// src/core/metrics.rs

//! Defines and registers Prometheus metrics for gateway monitoring.
//!
//! This module uses `lazy_static` to ensure that metrics are registered only
//! once globally for the entire application lifecycle.

use lazy_static::lazy_static;
use prometheus::{
    Counter, CounterVec, Gauge, Histogram, TextEncoder, register_counter, register_counter_vec,
    register_gauge, register_histogram,
};

lazy_static! {
    // --- Request counters ---
    /// Requests accepted by the dispatcher, labeled by HTTP method.
    pub static ref REQUESTS_TOTAL: CounterVec = register_counter_vec!(
        "pixelgate_requests_total", "Total number of requests dispatched.", &["method"]).unwrap();
    /// Requests currently inside the coordination engine.
    pub static ref REQUESTS_IN_FLIGHT: Gauge =
        register_gauge!("pixelgate_requests_in_flight", "Number of requests currently being coordinated.").unwrap();
    /// Wall-clock time spent producing a response.
    pub static ref REQUEST_DURATION_SECONDS: Histogram = register_histogram!(
        "pixelgate_request_duration_seconds", "Request duration from dispatch to response.").unwrap();

    // --- Cache counters ---
    pub static ref CACHE_HITS_TOTAL: Counter =
        register_counter!("pixelgate_cache_hits_total", "Fresh response cache hits.").unwrap();
    /// Expired entries served because the caller permitted stale reads.
    pub static ref CACHE_STALE_HITS_TOTAL: Counter =
        register_counter!("pixelgate_cache_stale_hits_total", "Stale response cache hits.").unwrap();
    pub static ref CACHE_MISSES_TOTAL: Counter =
        register_counter!("pixelgate_cache_misses_total", "Response cache misses.").unwrap();
    /// Writes skipped because the response stream could not be cloned.
    pub static ref CACHE_UNCACHEABLE_TOTAL: Counter =
        register_counter!("pixelgate_cache_uncacheable_total", "Cache writes skipped for unclonable responses.").unwrap();

    // --- Coordination counters ---
    /// Waiters served by an owner's broadcast instead of computing themselves.
    pub static ref COLLAPSED_TOTAL: Counter =
        register_counter!("pixelgate_collapsed_total", "Requests collapsed into an in-flight computation.").unwrap();
    /// Waiters that timed out and fell back to their own computation.
    pub static ref COLLAPSE_FALLBACKS_TOTAL: Counter =
        register_counter!("pixelgate_collapse_fallbacks_total", "Single-flight waiters that recomputed independently.").unwrap();
    pub static ref THROTTLED_TOTAL: Counter =
        register_counter!("pixelgate_throttled_total", "Engine invocations rejected by the throttler.").unwrap();
    pub static ref ENGINE_FAILURES_TOTAL: Counter =
        register_counter!("pixelgate_engine_failures_total", "Engine invocations that returned an error.").unwrap();
    pub static ref PLACEHOLDER_RENDERS_TOTAL: Counter =
        register_counter!("pixelgate_placeholder_renders_total", "Placeholder images rendered through a transform chain.").unwrap();

    // --- Writeback counters ---
    pub static ref WRITEBACKS_TOTAL: Counter =
        register_counter!("pixelgate_writebacks_total", "Processed images persisted back to storage.").unwrap();
    pub static ref WRITEBACK_FAILURES_TOTAL: Counter =
        register_counter!("pixelgate_writeback_failures_total", "Storage writebacks that failed or timed out.").unwrap();
}

/// Gathers all registered metrics and encodes them in the Prometheus text
/// format.
pub fn gather_metrics() -> String {
    let encoder = TextEncoder::new();
    let metric_families = prometheus::gather();
    encoder.encode_to_string(&metric_families).unwrap()
}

· · · · ·

§ Work order: Restate the records, all of them, precisely as written.

§ Answer for the task:
// src/core/metrics.rs

//! Defines and registers Prometheus metrics for gateway monitoring.
//!
//! This module uses `lazy_static` to ensure that metrics are registered only
//! once globally for the entire application lifecycle.

use lazy_static::lazy_static;
use prometheus::{
    Counter, CounterVec, Gauge, Histogram, TextEncoder, register_counter, register_counter_vec,
    register_gauge, register_histogram,
};

lazy_static! {
    // --- Request counters ---
    /// Requests accepted by the dispatcher, labeled by HTTP method.
    pub static ref REQUESTS_TOTAL: CounterVec = register_counter_vec!(
        "pixelgate_requests_total", "Total number of requests dispatched.", &["method"]).unwrap();
    /// Requests currently inside the coordination engine.
    pub static ref REQUESTS_IN_FLIGHT: Gauge =
        register_gauge!("pixelgate_requests_in_flight", "Number of requests currently being coordinated.").unwrap();
    /// Wall-clock time spent producing a response.
    pub static ref REQUEST_DURATION_SECONDS: Histogram = register_histogram!(
        "pixelgate_request_duration_seconds", "Request duration from dispatch to response.").unwrap();

    // --- Cache counters ---
    pub static ref CACHE_HITS_TOTAL: Counter =
        register_counter!("pixelgate_cache_hits_total", "Fresh response cache hits.").unwrap();
    /// Expired entries served because the caller permitted stale reads.
    pub static ref CACHE_STALE_HITS_TOTAL: Counter =
        register_counter!("pixelgate_cache_stale_hits_total", "Stale response cache hits.").unwrap();
    pub static ref CACHE_MISSES_TOTAL: Counter =
        register_counter!("pixelgate_cache_misses_total", "Response cache misses.").unwrap();
    /// Writes skipped because the response stream could not be cloned.
    pub static ref CACHE_UNCACHEABLE_TOTAL: Counter =
        register_counter!("pixelgate_cache_uncacheable_total", "Cache writes skipped for unclonable responses.").unwrap();

    // --- Coordination counters ---
    /// Waiters served by an owner's broadcast instead of computing themselves.
    pub static ref COLLAPSED_TOTAL: Counter =
        register_counter!("pixelgate_collapsed_total", "Requests collapsed into an in-flight computation.").unwrap();
    /// Waiters that timed out and fell back to their own computation.
    pub static ref COLLAPSE_FALLBACKS_TOTAL: Counter =
        register_counter!("pixelgate_collapse_fallbacks_total", "Single-flight waiters that recomputed independently.").unwrap();
    pub static ref THROTTLED_TOTAL: Counter =
        register_counter!("pixelgate_throttled_total", "Engine invocations rejected by the throttler.").unwrap();
    pub static ref ENGINE_FAILURES_TOTAL: Counter =
        register_counter!("pixelgate_engine_failures_total", "Engine invocations that returned an error.").unwrap();
    pub static ref PLACEHOLDER_RENDERS_TOTAL: Counter =
        register_counter!("pixelgate_placeholder_renders_total", "Placeholder images rendered through a transform chain.").unwrap();

    // --- Writeback counters ---
    pub static ref WRITEBACKS_TOTAL: Counter =
        register_counter!("pixelgate_writebacks_total", "Processed images persisted back to storage.").unwrap();
    pub static ref WRITEBACK_FAILURES_TOTAL: Counter =
        register_counter!("pixelgate_writeback_failures_total", "Storage writebacks that failed or timed out.").unwrap();
}

/// Gathers all registered metrics and encodes them in the Prometheus text
/// format.
pub fn gather_metrics() -> String {
    let encoder = TextEncoder::new();
    let metric_families = prometheus::gather();
    encoder.encode_to_string(&metric_families).unwrap()
}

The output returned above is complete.